CREATE TABLE IF NOT EXISTS apia.scrape_log (
id bigserial PRIMARY KEY,
source_dataset_id text NOT NULL,
source_resource_id text NOT NULL,
source_url text NOT NULL,
campaign_year smallint NOT NULL,
rows_seen integer NOT NULL DEFAULT 0,
rows_inserted integer NOT NULL DEFAULT 0,
rows_updated integer NOT NULL DEFAULT 0,
rows_matched_cui integer NOT NULL DEFAULT 0,
duration_ms integer NOT NULL DEFAULT 0,
started_at timestamptz NOT NULL,
finished_at timestamptz NOT NULL DEFAULT now(),
error text
);
CREATE INDEX IF NOT EXISTS idx_apia_scrape_log_started ON apia.scrape_log(started_at DESC);
CREATE INDEX IF NOT EXISTS idx_apia_scrape_log_resource ON apia.scrape_log(source_resource_id);
-- ── 3. Materialized view: per-CUI rollup ─────────────────────────────────
-- Refresh: REFRESH MATERIALIZED VIEW CONCURRENTLY apia.mv_per_cui;
CREATE MATERIALIZED VIEW IF NOT EXISTS apia.mv_per_cui AS
SELECT
cui,
array_agg(DISTINCT campaign_year ORDER BY campaign_year) AS campaign_years,
array_agg(DISTINCT judet) FILTER (WHERE judet IS NOT NULL) AS judete,
SUM(suprafata_ha) AS total_suprafata_ha,
COUNT(*) AS rows_count,
MAX(fetched_at) AS last_seen_at
FROM apia.fermieri
WHERE cui IS NOT NULL
GROUP BY cui;
CREATE UNIQUE INDEX IF NOT EXISTS idx_apia_mv_per_cui ON apia.mv_per_cui(cui);
COMMENT ON MATERIALIZED VIEW apia.mv_per_cui IS
'Rollup APIA per CUI (doar PJ-uri cu match). '
'Refresh: REFRESH MATERIALIZED VIEW CONCURRENTLY apia.mv_per_cui.';
-- ── 4. CUI matcher (call after each ingest) ──────────────────────────────
-- Populates apia.fermieri.cui by joining name_normalized against
-- firms.entities. Conservative: requires *unique* match in firms (no
-- ambiguous trgm collisions).
CREATE OR REPLACE FUNCTION apia.match_cui()

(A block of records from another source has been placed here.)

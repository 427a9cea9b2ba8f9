use serde::Serialize;
use thiserror::Error;
use uuid::Uuid;

pub type Result<T> = std::result::Result<T, FaultlineError>;

/// A single schema violation found while validating an error report.
#[derive(Debug, Clone, PartialEq, Eq, Serialize)]
pub struct FieldIssue {
    pub field: String,
    pub message: String,
}

impl FieldIssue {
    pub fn new(field: impl Into<String>, message: impl Into<String>) -> Self {
        Self {
            field: field.into(),
            message: message.into(),
        }
    }
}

#[derive(Debug, Error)]
pub enum FaultlineError {
    #[error("invalid error report: {}", summarize_issues(.0))]
    InvalidReport(Vec<FieldIssue>),

    #[error("validation failed: {0}")]
    Validation(String),

    #[error("authentication required: {0}")]
    Unauthenticated(String),

    #[error("permission denied: {0}")]
    PermissionDenied(String),

    #[error("rate limit exceeded for {key}")]
    RateLimited { key: String, retry_after_secs: u64 },

    #[error("not found: {0}")]
    NotFound(String),

    #[error("persistence failure: {0}")]
    Persistence(String),

    #[error(transparent)]
    Sqlite(#[from] rusqlite::Error),

    #[error(transparent)]
    Json(#[from] serde_json::Error),

    #[error(transparent)]
    Io(#[from] std::io::Error),

    #[error("internal error: {0}")]
    Internal(String),
}

/// Coarse error classes surfaced to callers.
#[derive(Debug, Clone, Copy, PartialEq, Eq, Serialize)]
#[serde(rename_all = "snake_case")]
pub enum ErrorKind {
    Validation,
    Auth,
    RateLimit,
    NotFound,
    Persistence,
    Internal,
}

#[derive(Debug, Clone, Serialize)]
pub struct ErrorPayload {
    pub code: String,
    pub message: String,
    pub operation: String,
    pub trace_id: String,
    #[serde(skip_serializing_if = "Option::is_none")]
    pub details: Option<serde_json::Value>,
}

impl FaultlineError {
    pub fn lock_poisoned(name: &str) -> Self {
        Self::Internal(format!("{name} lock poisoned"))
    }

    pub fn persistence(context: &str, err: impl std::fmt::Display) -> Self {
        Self::Persistence(format!("{context}: {err}"))
    }

    pub const fn kind(&self) -> ErrorKind {
        match self {
            Self::InvalidReport(_) | Self::Validation(_) => ErrorKind::Validation,
            Self::Unauthenticated(_) | Self::PermissionDenied(_) => ErrorKind::Auth,
            Self::RateLimited { .. } => ErrorKind::RateLimit,
            Self::NotFound(_) => ErrorKind::NotFound,
            Self::Persistence(_) | Self::Sqlite(_) => ErrorKind::Persistence,
            Self::Json(_) | Self::Io(_) | Self::Internal(_) => ErrorKind::Internal,
        }
    }

    pub const fn code(&self) -> &'static str {
        match self {
            Self::InvalidReport(_) | Self::Validation(_) => "VALIDATION_ERROR",
            Self::Unauthenticated(_) => "UNAUTHORIZED",
            Self::PermissionDenied(_) => "FORBIDDEN",
            Self::RateLimited { .. } => "RATE_LIMIT_EXCEEDED",
            Self::NotFound(_) => "NOT_FOUND",
            Self::Persistence(_) | Self::Sqlite(_) => "PERSISTENCE_ERROR",
            Self::Json(_) | Self::Io(_) | Self::Internal(_) => "INTERNAL_ERROR",
        }
    }

    /// Message safe to hand to a remote caller. Storage and internal failures
    /// are reduced to a fixed sentence; the full text belongs in the log.
    pub fn public_message(&self) -> String {
        match self.kind() {
            ErrorKind::Persistence => "storage operation failed".to_string(),
            ErrorKind::Internal => "internal server error".to_string(),
            _ => self.to_string(),
        }
    }

    pub fn to_payload(&self, operation: impl Into<String>) -> ErrorPayload {
        let details = match self {
            Self::InvalidReport(issues) => Some(serde_json::json!({ "issues": issues })),
            Self::RateLimited {
                retry_after_secs, ..
            } => Some(serde_json::json!({ "retry_after_secs": retry_after_secs })),
            _ => None,
        };
        ErrorPayload {
            code: self.code().to_string(),
            message: self.public_message(),
            operation: operation.into(),
            trace_id: Uuid::new_v4().to_string(),
            details,
        }
    }
}

fn summarize_issues(issues: &[FieldIssue]) -> String {
    issues
        .iter()
        .map(|issue| format!("{}: {}", issue.field, issue.message))
        .collect::<Vec<_>>()
        .join("; ")
}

RETURNS TABLE(matched_count bigint, ambiguous_count bigint) AS $$
DECLARE
v_matched bigint := 0;
v_ambiguous bigint := 0;
BEGIN
-- Heuristic: row is candidate PJ if name has SRL/SA/PFA/II/IF/SC/CABINET.
UPDATE apia.fermieri f
SET is_legal_person = TRUE,
name_normalized = firms.normalize_company_name(f.name)
WHERE f.is_legal_person IS NULL
AND f.name ~* '\m(SRL|S\.R\.L\.|S\.A\.|SA|PFA|P\.F\.A\.|II|I\.I\.|IF|I\.F\.|SC|S\.C\.|CABINET|COOPERATIVA|COOP)\M';
-- Exact-norm match
WITH cands AS (
SELECT f.id, e.cui
FROM apia.fermieri f
JOIN firms.entities e
ON e.name_normalized = f.name_normalized
WHERE f.cui IS NULL
AND f.is_legal_person = TRUE
AND f.name_normalized IS NOT NULL
),
uniq AS (
SELECT id, MIN(cui) AS cui
FROM cands
GROUP BY id
HAVING COUNT(DISTINCT cui) = 1
),
upd AS (
UPDATE apia.fermieri f
SET cui = u.cui,
cui_match_method = 'exact_norm',
cui_match_score = 1.0
FROM uniq u
WHERE f.id = u.id
RETURNING f.id
)
SELECT COUNT(*) INTO v_matched FROM upd;
-- Trigram fallback for unmatched PJs (threshold 0.85, must be unique)
WITH cands AS (
SELECT f.id, e.cui,
similarity(e.name_normalized, f.name_normalized) AS sim
FROM apia.fermieri f
JOIN firms.entities e
ON e.name_normalized % f.name_normalized
WHERE f.cui IS NULL
AND f.is_legal_person = TRUE
AND f.name_normalized IS NOT NULL
AND similarity(e.name_normalized, f.name_normalized) >= 0.85
),
ranked AS (
SELECT id, cui, sim,
COUNT(*) OVER (PARTITION BY id) AS n_cands
FROM cands
),
uniq AS (
SELECT DISTINCT ON (id) id, cui, sim
FROM ranked
WHERE n_cands = 1
),
upd AS (
UPDATE apia.fermieri f
SET cui = u.cui,
cui_match_method = 'trgm_unique',
cui_match_score = u.sim
FROM uniq u
WHERE f.id = u.id
RETURNING f.id
)
SELECT COUNT(*) INTO v_ambiguous FROM upd;
matched_count := v_matched;
ambiguous_count := v_ambiguous;
RETURN NEXT;
END;
$$ LANGUAGE plpgsql;
COMMENT ON FUNCTION apia.match_cui() IS
'Matchează apia.fermieri.cui prin firms.entities. Întâi exact_norm, apoi '
'trgm fallback >=0.85 cu unicitate. Returnează (matched_exact, matched_trgm). '
'Doar rândurile marcate is_legal_person.';